2013 hatte der Bayerische Landtag seine zentrale Gedenkfeier im Bunker begangen. Stamm erinnert daran, wie Uri Chanoch damals seine Häftlingsjacke der militärgeschichtlichen Sammlung „Erinnerungsort Weingut II“gegeben hatte. Sie wertet dies als Zeichen der Versöhnung und auch als Zeichen der Anerkennung für das, was in Kaufering und in der Welfen-Kaserne geleistet worden sei.

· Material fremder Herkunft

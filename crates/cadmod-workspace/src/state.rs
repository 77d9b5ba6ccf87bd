//! Workspace lifecycle state machine
//!
//! `Uninitialized → Active → PendingCleanup → {Cleaned | CleanupFailed}`.
//! Nothing skips `Active`, and both cleanup outcomes are terminal.

use crate::error::WorkspaceError;
use serde::{Deserialize, Serialize};
use std::fmt;

/// Lifecycle state of a workspace directory
#[derive(Debug, Clone, Copy, PartialEq, Eq, Hash, Serialize, Deserialize)]
#[serde(rename_all = "snake_case")]
pub enum WorkspaceState {
    /// Directory reserved, copy not finished
    Uninitialized,
    /// Copy complete; changes may be applied
    Active,
    /// Teardown in progress
    PendingCleanup,
    /// Directory removed
    Cleaned,
    /// Every teardown strategy failed; a residual directory remains
    CleanupFailed,
}

impl WorkspaceState {
    /// True once no further transition is possible
    #[inline]
    #[must_use]
    pub fn is_terminal(self) -> bool {
        matches!(self, Self::Cleaned | Self::CleanupFailed)
    }
}

impl fmt::Display for WorkspaceState {
    fn fmt(&self, f: &mut fmt::Formatter<'_>) -> fmt::Result {
        let s = match self {
            Self::Uninitialized => "uninitialized",
            Self::Active => "active",
            Self::PendingCleanup => "pending_cleanup",
            Self::Cleaned => "cleaned",
            Self::CleanupFailed => "cleanup_failed",
        };
        f.write_str(s)
    }
}

/// Validate a state transition
///
/// # Errors
/// `WorkspaceError::IllegalTransition` when `to` is not reachable from `from`
pub fn validate_transition(from: WorkspaceState, to: WorkspaceState) -> Result<(), WorkspaceError> {
    if allowed_transitions(from).contains(&to) {
        Ok(())
    } else {
        Err(WorkspaceError::IllegalTransition { from, to })
    }
}

/// States reachable in one step from `from`
#[must_use]
pub fn allowed_transitions(from: WorkspaceState) -> Vec<WorkspaceState> {
    use WorkspaceState::*;
    match from {
        Uninitialized => vec![Active],
        Active => vec![PendingCleanup],
        PendingCleanup => vec![Cleaned, CleanupFailed],
        Cleaned | CleanupFailed => vec![],
    }
}

#[cfg(test)]
mod tests {
    use super::*;
    use proptest::prelude::*;
    use WorkspaceState::*;

    const ALL: [WorkspaceState; 5] = [Uninitialized, Active, PendingCleanup, Cleaned, CleanupFailed];

    #[test]
    fn happy_path() {
        assert!(validate_transition(Uninitialized, Active).is_ok());
        assert!(validate_transition(Active, PendingCleanup).is_ok());
        assert!(validate_transition(PendingCleanup, Cleaned).is_ok());
        assert!(validate_transition(PendingCleanup, CleanupFailed).is_ok());
    }

    #[test]
    fn cannot_skip_active() {
        assert!(validate_transition(Uninitialized, PendingCleanup).is_err());
        assert!(validate_transition(Uninitialized, Cleaned).is_err());
        assert!(validate_transition(Active, Cleaned).is_err());
    }

    #[test]
    fn terminal_states_have_no_exits() {
        for state in ALL.iter().copied().filter(|s| s.is_terminal()) {
            assert!(allowed_transitions(state).is_empty());
        }
    }

    proptest! {
        #[test]
        fn random_walks_never_leave_terminal(steps in prop::collection::vec(0usize..5, 0..20)) {
            let mut state = Uninitialized;
            let mut reached_terminal = false;
            for idx in steps {
                let next = ALL[idx];
                if validate_transition(state, next).is_ok() {
                    prop_assert!(!reached_terminal);
                    state = next;
                    reached_terminal = state.is_terminal();
                }
            }
        }
    }
}
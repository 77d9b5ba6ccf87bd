//! cadmod command line
//!
//! Subcommands:
//! - `validate`: check a modification document without touching any assembly
//! - `apply`: run a document against an assembly in a disposable workspace
//! - `sweep`: delete workspaces left behind by earlier runs

use anyhow::{bail, Context, Result};
use cadmod_bridge::SimulatedCad;
use cadmod_core::{ChangeRunner, ProcessingState, RunConfig, RunReport};
use cadmod_descriptor::parse_document;
use cadmod_workspace::CleanupOutcome;
use clap::{value_parser, Arg, ArgAction, ArgMatches, Command};
use std::path::{Path, PathBuf};

fn cli() -> Command {
    Command::new("cadmod")
        .version(cadmod_core::VERSION)
        .about("Apply engineering changes to CAD assemblies inside isolated workspaces")
        .subcommand_required(true)
        .arg_required_else_help(true)
        .arg(
            Arg::new("config")
                .long("config")
                .global(true)
                .value_parser(value_parser!(PathBuf))
                .help("TOML run configuration"),
        )
        .subcommand(
            Command::new("validate")
                .about("Validate a modification document")
                .arg(
                    Arg::new("changes")
                        .required(true)
                        .value_parser(value_parser!(PathBuf))
                        .help("Modification document (JSON)"),
                )
                .arg(
                    Arg::new("json")
                        .long("json")
                        .action(ArgAction::SetTrue)
                        .help("Print the validated descriptors as JSON"),
                ),
        )
        .subcommand(
            Command::new("apply")
                .about("Apply a modification document to an assembly copy")
                .arg(
                    Arg::new("assembly")
                        .long("assembly")
                        .required(true)
                        .value_parser(value_parser!(PathBuf))
                        .help("Source assembly document"),
                )
                .arg(
                    Arg::new("changes")
                        .long("changes")
                        .required(true)
                        .value_parser(value_parser!(PathBuf))
                        .help("Modification document (JSON)"),
                )
                .arg(
                    Arg::new("commit")
                        .long("commit")
                        .action(ArgAction::SetTrue)
                        .conflicts_with("discard")
                        .help("Pack the modified copy into the output folder"),
                )
                .arg(
                    Arg::new("discard")
                        .long("discard")
                        .action(ArgAction::SetTrue)
                        .help("Remove the workspace without keeping the result"),
                )
                .arg(
                    Arg::new("revert")
                        .long("revert")
                        .action(ArgAction::SetTrue)
                        .conflicts_with("commit")
                        .help("Restore captured originals before discarding"),
                )
                .arg(
                    Arg::new("report")
                        .long("report")
                        .value_parser(value_parser!(PathBuf))
                        .help("Write the run report as JSON"),
                ),
        )
        .subcommand(Command::new("sweep").about("Delete orphaned workspaces under the working root"))
}

fn load_config(matches: &ArgMatches) -> Result<RunConfig> {
    match matches.get_one::<PathBuf>("config") {
        Some(path) => RunConfig::load(path)
            .with_context(|| format!("loading configuration from {}", path.display())),
        None => Ok(RunConfig::default()),
    }
}

fn read_document(path: &Path) -> Result<String> {
    std::fs::read_to_string(path).with_context(|| format!("reading {}", path.display()))
}

fn print_cleanup(outcome: &CleanupOutcome) {
    if let Some(warning) = &outcome.warning {
        eprintln!("warning: {warning}");
    } else {
        println!("Workspace removed ({} attempt(s))", outcome.attempts);
    }
}

fn print_report(report: &RunReport) {
    for error in &report.validation_errors {
        println!("  skipped: {error}");
    }
    for result in &report.results {
        let mark = if result.success { "ok  " } else { "FAIL" };
        match &result.error_message {
            Some(message) => println!("  {mark} {}: {message}", result.feature_name),
            None => println!(
                "  {mark} {}: {} -> {}{}",
                result.feature_name,
                result.old_value,
                result.new_value,
                result.units.as_deref().unwrap_or("")
            ),
        }
    }
    for line in &report.scale_log {
        println!(
            "  scaled {}:{} {} -> {}",
            line.component, line.dimension, line.old_value, line.new_value
        );
    }
    if report.cancelled {
        println!("Run cancelled before every change was attempted");
    }
    println!("{}", report.summary);
}

fn validate(args: &ArgMatches) -> Result<()> {
    let Some(path) = args.get_one::<PathBuf>("changes") else {
        bail!("missing modification document");
    };
    let report = parse_document(&read_document(path)?);

    if args.get_flag("json") {
        println!("{}", serde_json::to_string_pretty(&report.descriptors)?);
    } else {
        for descriptor in &report.descriptors {
            println!("  {} {}", descriptor.kind(), descriptor.display_name());
        }
    }
    for message in report.error_messages() {
        eprintln!("  error: {message}");
    }

    if report.is_valid() {
        println!("{} modification(s) valid", report.descriptors.len());
        Ok(())
    } else {
        bail!(
            "{} error(s), {} valid modification(s)",
            report.errors.len(),
            report.descriptors.len()
        )
    }
}

async fn apply(args: &ArgMatches, config: RunConfig) -> Result<()> {
    let (Some(assembly), Some(changes)) = (
        args.get_one::<PathBuf>("assembly"),
        args.get_one::<PathBuf>("changes"),
    ) else {
        bail!("--assembly and --changes are required");
    };
    let document = read_document(changes)?;
    let runner = ChangeRunner::new(SimulatedCad::new(), config);

    let cancel = runner.cancel_token();
    tokio::spawn(async move {
        if tokio::signal::ctrl_c().await.is_ok() {
            tracing::warn!("interrupt received, stopping after the current change");
            cancel.cancel();
        }
    });

    println!("Applying {} to {}", changes.display(), assembly.display());
    let report = runner
        .run(assembly, &document, |update| {
            if update.status.state == ProcessingState::Running {
                println!(
                    "[{}/{}] {}",
                    update.index + 1,
                    update.total,
                    update.status.feature_name
                );
            }
        })
        .await?;
    print_report(&report);

    if let Some(out) = args.get_one::<PathBuf>("report") {
        std::fs::write(out, report.to_json()?)
            .with_context(|| format!("writing report to {}", out.display()))?;
        println!("Report written to {}", out.display());
    }

    if args.get_flag("revert") {
        let restored = runner.revert(|_| {}).await?;
        println!("Restored {} original value(s)", restored.len());
    }

    if args.get_flag("commit") {
        let commit = runner.commit().await?;
        println!(
            "Committed {} file(s) to {}",
            commit.files.len(),
            commit.destination.display()
        );
        print_cleanup(&commit.cleanup);
    } else {
        if !args.get_flag("discard") {
            tracing::info!("no --commit given, discarding workspace {}", report.workspace.display());
        }
        print_cleanup(&runner.discard().await?);
    }

    if report.summary.failure_count() > 0 {
        bail!("{} change(s) failed", report.summary.failure_count());
    }
    Ok(())
}

async fn sweep(config: RunConfig) -> Result<()> {
    let root = config.working_root.clone();
    let runner = ChangeRunner::new(SimulatedCad::new(), config);
    let report = runner.sweep_orphans().await?;
    for path in &report.removed {
        println!("  removed {}", path.display());
    }
    for path in &report.skipped {
        eprintln!("  could not remove {}", path.display());
    }
    println!(
        "Swept {}: {} removed, {} skipped",
        root.display(),
        report.removed.len(),
        report.skipped.len()
    );
    Ok(())
}

#[tokio::main]
async fn main() -> Result<()> {
    tracing_subscriber::fmt()
        .with_env_filter(
            tracing_subscriber::EnvFilter::try_from_default_env()
                .unwrap_or_else(|_| tracing_subscriber::EnvFilter::new("info")),
        )
        .with_writer(std::io::stderr)
        .init();

    let matches = cli().get_matches();
    let config = load_config(&matches)?;

    match matches.subcommand() {
        Some(("validate", args)) => validate(args),
        Some(("apply", args)) => apply(args, config).await,
        Some(("sweep", _)) => sweep(config).await,
        _ => Ok(()),
    }
}

#[cfg(test)]
mod tests {
    use super::*;

    #[test]
    fn command_definition_is_consistent() {
        cli().debug_assert();
    }

    #[test]
    fn commit_and_discard_conflict() {
        let result = cli().try_get_matches_from([
            "cadmod", "apply", "--assembly", "a.json", "--changes", "c.json", "--commit",
            "--discard",
        ]);
        assert!(result.is_err());
    }

    #[test]
    fn config_flag_is_global() {
        let matches = cli()
            .try_get_matches_from(["cadmod", "sweep", "--config", "run.toml"])
            .expect("parse");
        assert_eq!(
            matches.get_one::<PathBuf>("config"),
            Some(&PathBuf::from("run.toml"))
        );
    }
}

Das Grauen sei denen, die es am eigenen Leib erfahren hätten, eingebrannt. Und dennoch seien sie es, die bis heute helfen würden, das Gedenken wachzuhalten. „Sie hatten auch die menschliche Größe, in das Land ihrer Peiniger zurückzukehren.“Dass die Überlebenden diesen Stab der Erinnerung an die jüngere Generation weitergeben, bezeichnet Stamm als „unschätzbaren Wert“. Das Gift des Antisemitismus wirke immer noch und versuche, die Gesellschaft von verschiedener Seite her zu infizieren. „Das wollen und das dürfen wir nicht zulassen.“
Auch der Direktor der Bayerischen Gedenkstätten, Landtagsabgeordneter Karl Freller, stellt auf die Bedeutung der Erinnerungsarbeit ab. „Ihr seid nicht schuld daran, was gewesen ist, aber ihr habt Ver- antwortung dafür, was kommt“, zitiert er den 2016 gestorbenen, ehemaligen Vorsitzenden der Lagergemeinschaft Dachau, Max Mannheimer. Eine Aussage von brennender Aktualität, so Freller. Es lebe nun die vierte Generation nach dem Krieg. „Nur wer die Gefahr erkennt, kann sie bekämpfen“, so Freller. Für ihn braucht eine Demokratie wehrhafte Demokraten, und einer von ihnen ist für ihn Oberstleutnant Gerhard Roletschek, der die militärgeschichtliche Sammlung in der Welfenkaserne leitet. Den jungen Musikern des Schülerblasorchesters St. Ottilien gibt Freller mit auf den Weg, die Worte der Überlebenden in den Herzen zu bewahren. „Ihr seid mit Sicherheit die letzten Zeugen authentischer Aussagen Überlebender.“
Bernard Marks spricht als einer dieser Überlebenden. Er zeichnet seine Vita nach, vom Einmarsch der Deutschen in Polen 1939, der sein altes Leben zerstört und das Kind zur Arbeit in der Fabrik zwingt, über den mehrtägigen Transport im geschlossenen Viehwaggon bis hin in eines der Außenlager Kaufering. Er überlebt nur, weil ihn der Vater zu schützen weiß: Er gibt ihn als älter aus, preist ihn als Arbeitskraft an und bringt ihm warmes Wasser in die Baracke, als er Typhus hat. „Wir schliefen in Erdbaracken, ohne Heizung, ohne Decke, bei zehn Grad Minus.“Zwölf Stunden habe er arbeiten müssen in der Kiesgrube mit kaum etwas im Magen. Ohne Mütze und ohne Schuhe habe er am Landsberger Hauptplatz gepflastert, so die Erzählungen von Bernard Marks.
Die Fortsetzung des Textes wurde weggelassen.